I have come to believe there is a lever that drops putting a certain law into motion when I sit down to write. The simple act of putting my butt in the chair begins a reaction, a cause and effect which are very nearly as predictable as the sunrise. The elements of resistance1 are unleashed, sent out to destroy any hope of creative momentum – a weird pain in my leg, the dog barking at someone inside the house, a knock at the door, the anti-virus on the PC pops up to start a scan, I suddenly remember that task that needs to be added to my to-do-list2. I have learned that trying to produce anything of lasting value will most assuredly set off a metaphysical blitzkrieg.

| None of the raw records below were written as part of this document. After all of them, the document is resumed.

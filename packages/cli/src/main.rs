#![cfg_attr(feature = "fail-on-warnings", deny(warnings))]
#![warn(clippy::all, clippy::pedantic, clippy::nursery, clippy::cargo)]
#![allow(clippy::multiple_crate_versions, clippy::cargo_common_metadata)]

//! Command-line entry point for the tweet trends tools.
//!
//! Scores words, ranks regions by distance, and maps average tweet
//! sentiment by region and hour of day for a search term. Data file
//! locations come from `trends.toml` (see [`trends_config`]).
//!
//! Uses `indicatif-log-bridge` (via [`trends_cli_utils::init_logger`]) so
//! that log lines and the tweet scanning spinner never fight for the
//! terminal.

mod commands;
mod output;

use std::path::PathBuf;

use clap::{Parser, Subcommand};
use trends_config::TrendsConfig;

use crate::commands::Context;
use crate::output::OutputFormat;

#[derive(Parser)]
#[command(name = "trends", about = "Tweet sentiment trends by region")]
struct Cli {
    /// Path to a `trends.toml` config file
    #[arg(long, global = true)]
    config: Option<PathBuf>,

    /// Output format (`text` or `json`)
    #[arg(long, global = true, default_value_t = OutputFormat::Text)]
    format: OutputFormat,

    #[command(subcommand)]
    command: Commands,
}

#[derive(Subcommand)]
enum Commands {
    /// Print the sentiment of each scored word in some text
    Sentiment {
        /// Text to score
        #[arg(required = true)]
        text: Vec<String>,
    },
    /// List the regions closest to a region's center
    Centered {
        /// Reference region (defaults to the configured center region)
        #[arg(long)]
        region: Option<String>,
        /// Number of regions to list
        #[arg(short = 'n', long)]
        count: Option<usize>,
    },
    /// Average sentiment by region for tweets mentioning a term
    Map {
        /// Search term (defaults to the configured term)
        term: Vec<String>,
    },
    /// Average sentiment by region for each hour of the day
    ByHour {
        /// Search term (defaults to the configured term)
        term: Vec<String>,
    },
    /// Find the region with the most tweets mentioning a term
    Talkative {
        /// Search term
        #[arg(required = true)]
        term: Vec<String>,
    },
}

fn main() -> Result<(), Box<dyn std::error::Error>> {
    let multi = trends_cli_utils::init_logger();
    let cli = Cli::parse();

    let config = TrendsConfig::load_or_default(cli.config.as_deref())?;
    log::debug!("Using data directory {}", config.data.dir.display());

    let ctx = Context {
        config,
        multi,
        format: cli.format,
    };

    match &cli.command {
        Commands::Sentiment { text } => commands::sentiment(&ctx, text)?,
        Commands::Centered { region, count } => {
            commands::centered(&ctx, region.as_deref(), *count)?;
        }
        Commands::Map { term } => commands::map(&ctx, term)?,
        Commands::ByHour { term } => commands::by_hour(&ctx, term)?,
        Commands::Talkative { term } => commands::talkative(&ctx, term)?,
    }

    Ok(())
}

#[cfg(test)]
mod tests {
    use clap::CommandFactory as _;

    use super::*;

    #[test]
    fn cli_definition_is_valid() {
        Cli::command().debug_assert();
    }

    #[test]
    fn parses_global_options_after_subcommand() {
        let cli = Cli::parse_from(["trends", "map", "my", "job", "--format", "json"]);
        assert_eq!(cli.format, OutputFormat::Json);
        match cli.command {
            Commands::Map { term } => assert_eq!(term, ["my", "job"]),
            _ => panic!("expected map"),
        }
    }

    #[test]
    fn centered_accepts_short_count() {
        let cli = Cli::parse_from(["trends", "centered", "--region", "CA", "-n", "5"]);
        assert_eq!(cli.format, OutputFormat::Text);
        match cli.command {
            Commands::Centered { region, count } => {
                assert_eq!(region.as_deref(), Some("CA"));
                assert_eq!(count, Some(5));
            }
            _ => panic!("expected centered"),
        }
    }

    #[test]
    fn talkative_requires_a_term() {
        assert!(Cli::try_parse_from(["trends", "talkative"]).is_err());
    }
}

The good news is that I know what this is. I recognize it, and I am able to lasso, hold it down, identify it and label it when it happens. And there is more good news. Because of this I am also able to tell you about it. If you are doing the work, then you know too that what I am speaking of is as real as can be.
So what is the solution to this phenomenon? Adjust the blinders, put your head down, and keep going. Know that you are stronger than all these. Know that what you are doing, at that very moment, is infinitely more important3. dm
1Read the “War of Art” by Steven Pressfield
2All of these happened to me one evening this month while trying to write, all within the space of about thirty minutes.
3 Seriously, read the “War of Art” by Steven Pressfield.